# [EXERCISE]
From the entries below, transcribe exactly the lines between the line holding "authentication is required." and the line holding "pub fn is_set(self, flag: u32)", inclusive; skip all other lines.
---------- STORED DATA ----------
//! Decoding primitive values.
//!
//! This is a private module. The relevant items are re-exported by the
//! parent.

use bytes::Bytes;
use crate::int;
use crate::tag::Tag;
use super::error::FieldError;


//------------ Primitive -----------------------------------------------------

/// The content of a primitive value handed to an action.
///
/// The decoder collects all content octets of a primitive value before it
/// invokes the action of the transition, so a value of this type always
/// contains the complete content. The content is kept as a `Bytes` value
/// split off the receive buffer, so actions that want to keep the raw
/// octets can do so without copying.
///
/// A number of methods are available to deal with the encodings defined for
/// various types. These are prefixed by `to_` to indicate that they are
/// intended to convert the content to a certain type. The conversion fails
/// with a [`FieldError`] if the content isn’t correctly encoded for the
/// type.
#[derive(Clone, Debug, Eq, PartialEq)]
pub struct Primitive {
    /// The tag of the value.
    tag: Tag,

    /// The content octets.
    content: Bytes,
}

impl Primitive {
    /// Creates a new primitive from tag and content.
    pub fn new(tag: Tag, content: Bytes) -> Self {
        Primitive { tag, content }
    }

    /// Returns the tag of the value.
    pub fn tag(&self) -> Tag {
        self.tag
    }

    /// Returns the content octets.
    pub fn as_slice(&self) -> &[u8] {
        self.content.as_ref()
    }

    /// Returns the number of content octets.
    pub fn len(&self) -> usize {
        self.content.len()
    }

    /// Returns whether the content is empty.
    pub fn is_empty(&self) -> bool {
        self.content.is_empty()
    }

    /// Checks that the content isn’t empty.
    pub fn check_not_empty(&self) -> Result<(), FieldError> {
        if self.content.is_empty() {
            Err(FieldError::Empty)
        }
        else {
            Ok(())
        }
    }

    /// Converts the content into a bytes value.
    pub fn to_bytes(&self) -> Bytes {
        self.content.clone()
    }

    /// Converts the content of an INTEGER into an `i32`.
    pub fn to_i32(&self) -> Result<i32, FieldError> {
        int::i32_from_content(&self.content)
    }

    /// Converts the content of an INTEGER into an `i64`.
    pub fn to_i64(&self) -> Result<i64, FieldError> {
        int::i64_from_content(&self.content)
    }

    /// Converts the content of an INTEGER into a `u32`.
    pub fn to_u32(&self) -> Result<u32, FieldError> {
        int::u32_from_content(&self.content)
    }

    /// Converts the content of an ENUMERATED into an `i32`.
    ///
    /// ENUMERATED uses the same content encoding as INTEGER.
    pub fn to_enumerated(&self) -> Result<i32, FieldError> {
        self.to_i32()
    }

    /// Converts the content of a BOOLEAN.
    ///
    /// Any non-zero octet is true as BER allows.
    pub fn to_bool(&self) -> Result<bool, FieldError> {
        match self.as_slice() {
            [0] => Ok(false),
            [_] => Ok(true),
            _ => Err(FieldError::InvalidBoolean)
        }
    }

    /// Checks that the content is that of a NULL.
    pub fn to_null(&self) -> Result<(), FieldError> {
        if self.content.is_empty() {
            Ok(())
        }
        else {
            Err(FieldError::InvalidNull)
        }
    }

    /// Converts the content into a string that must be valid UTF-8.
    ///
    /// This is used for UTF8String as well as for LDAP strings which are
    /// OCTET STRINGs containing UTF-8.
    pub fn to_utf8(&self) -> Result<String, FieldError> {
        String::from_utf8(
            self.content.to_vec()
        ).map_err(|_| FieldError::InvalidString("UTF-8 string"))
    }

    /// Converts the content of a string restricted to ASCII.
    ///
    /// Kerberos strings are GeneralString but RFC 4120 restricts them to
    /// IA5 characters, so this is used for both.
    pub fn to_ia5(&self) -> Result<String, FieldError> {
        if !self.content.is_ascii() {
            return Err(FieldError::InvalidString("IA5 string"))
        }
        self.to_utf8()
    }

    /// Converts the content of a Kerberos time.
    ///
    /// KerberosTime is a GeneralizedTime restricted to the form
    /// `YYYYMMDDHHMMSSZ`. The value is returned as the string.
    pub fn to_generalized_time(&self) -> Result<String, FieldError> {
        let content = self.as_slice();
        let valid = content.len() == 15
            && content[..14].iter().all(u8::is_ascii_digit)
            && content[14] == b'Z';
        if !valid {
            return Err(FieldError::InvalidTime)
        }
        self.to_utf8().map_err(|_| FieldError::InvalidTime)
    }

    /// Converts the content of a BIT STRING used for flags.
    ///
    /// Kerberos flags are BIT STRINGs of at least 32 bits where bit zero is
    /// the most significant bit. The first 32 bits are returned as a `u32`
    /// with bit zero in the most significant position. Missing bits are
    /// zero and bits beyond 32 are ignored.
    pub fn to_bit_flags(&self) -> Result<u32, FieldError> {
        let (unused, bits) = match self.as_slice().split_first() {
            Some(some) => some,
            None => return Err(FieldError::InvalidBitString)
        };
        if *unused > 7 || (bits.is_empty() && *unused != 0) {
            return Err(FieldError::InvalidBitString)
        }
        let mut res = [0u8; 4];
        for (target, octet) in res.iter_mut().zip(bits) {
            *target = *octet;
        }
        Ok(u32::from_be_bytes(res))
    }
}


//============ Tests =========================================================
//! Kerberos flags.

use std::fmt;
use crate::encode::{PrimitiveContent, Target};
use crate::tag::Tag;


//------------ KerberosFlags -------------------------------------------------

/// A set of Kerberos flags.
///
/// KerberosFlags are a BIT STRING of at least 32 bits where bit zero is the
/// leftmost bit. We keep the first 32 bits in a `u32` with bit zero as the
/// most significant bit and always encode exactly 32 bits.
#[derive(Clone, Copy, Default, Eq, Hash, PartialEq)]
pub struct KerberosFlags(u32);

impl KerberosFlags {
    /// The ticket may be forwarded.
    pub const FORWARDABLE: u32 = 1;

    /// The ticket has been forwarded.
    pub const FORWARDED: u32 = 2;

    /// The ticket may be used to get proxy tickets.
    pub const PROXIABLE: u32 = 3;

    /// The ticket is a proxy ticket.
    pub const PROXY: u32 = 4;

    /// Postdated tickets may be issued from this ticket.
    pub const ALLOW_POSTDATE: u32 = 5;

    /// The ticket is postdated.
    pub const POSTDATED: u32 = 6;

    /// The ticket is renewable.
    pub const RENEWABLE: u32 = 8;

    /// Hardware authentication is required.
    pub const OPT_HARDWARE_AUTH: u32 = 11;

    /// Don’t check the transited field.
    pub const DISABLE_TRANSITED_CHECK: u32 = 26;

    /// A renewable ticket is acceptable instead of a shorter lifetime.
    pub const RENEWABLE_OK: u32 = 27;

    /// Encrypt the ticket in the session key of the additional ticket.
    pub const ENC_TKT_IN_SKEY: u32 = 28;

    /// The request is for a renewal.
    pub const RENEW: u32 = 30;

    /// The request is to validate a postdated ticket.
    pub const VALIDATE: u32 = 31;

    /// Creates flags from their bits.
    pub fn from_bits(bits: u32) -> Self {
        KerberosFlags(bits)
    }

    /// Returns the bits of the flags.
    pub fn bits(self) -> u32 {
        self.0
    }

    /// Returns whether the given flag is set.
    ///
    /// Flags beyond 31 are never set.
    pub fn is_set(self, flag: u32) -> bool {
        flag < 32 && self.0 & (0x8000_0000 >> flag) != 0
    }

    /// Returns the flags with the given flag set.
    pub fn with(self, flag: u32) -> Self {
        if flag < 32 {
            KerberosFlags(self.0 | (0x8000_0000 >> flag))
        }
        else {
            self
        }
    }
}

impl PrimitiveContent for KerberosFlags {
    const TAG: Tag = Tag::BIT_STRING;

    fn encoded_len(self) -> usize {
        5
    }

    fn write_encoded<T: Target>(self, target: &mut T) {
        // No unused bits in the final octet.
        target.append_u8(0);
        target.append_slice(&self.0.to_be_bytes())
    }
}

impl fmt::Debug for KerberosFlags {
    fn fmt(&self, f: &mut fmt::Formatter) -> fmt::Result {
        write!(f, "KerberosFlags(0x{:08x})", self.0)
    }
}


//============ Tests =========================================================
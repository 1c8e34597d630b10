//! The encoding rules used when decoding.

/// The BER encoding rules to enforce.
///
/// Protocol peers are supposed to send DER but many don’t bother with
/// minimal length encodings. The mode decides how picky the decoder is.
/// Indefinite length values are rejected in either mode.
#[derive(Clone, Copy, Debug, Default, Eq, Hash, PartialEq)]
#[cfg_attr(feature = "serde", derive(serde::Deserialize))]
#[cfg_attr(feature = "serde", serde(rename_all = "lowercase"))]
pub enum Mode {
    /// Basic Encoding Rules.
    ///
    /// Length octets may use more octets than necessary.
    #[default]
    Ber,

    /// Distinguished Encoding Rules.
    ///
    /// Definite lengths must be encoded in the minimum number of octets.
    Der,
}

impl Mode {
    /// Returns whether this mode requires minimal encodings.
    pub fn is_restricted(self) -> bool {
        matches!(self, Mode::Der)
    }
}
----------
# [EXERCISE RESPONSE]
    /// Hardware authentication is required.
    pub const OPT_HARDWARE_AUTH: u32 = 11;

    /// Don’t check the transited field.
    pub const DISABLE_TRANSITED_CHECK: u32 = 26;

    /// A renewable ticket is acceptable instead of a shorter lifetime.
    pub const RENEWABLE_OK: u32 = 27;

    /// Encrypt the ticket in the session key of the additional ticket.
    pub const ENC_TKT_IN_SKEY: u32 = 28;

    /// The request is for a renewal.
    pub const RENEW: u32 = 30;

    /// The request is to validate a postdated ticket.
    pub const VALIDATE: u32 = 31;

    /// Creates flags from their bits.
    pub fn from_bits(bits: u32) -> Self {
        KerberosFlags(bits)
    }

    /// Returns the bits of the flags.
    pub fn bits(self) -> u32 {
        self.0
    }

    /// Returns whether the given flag is set.
    ///
    /// Flags beyond 31 are never set.
    pub fn is_set(self, flag: u32) -> bool {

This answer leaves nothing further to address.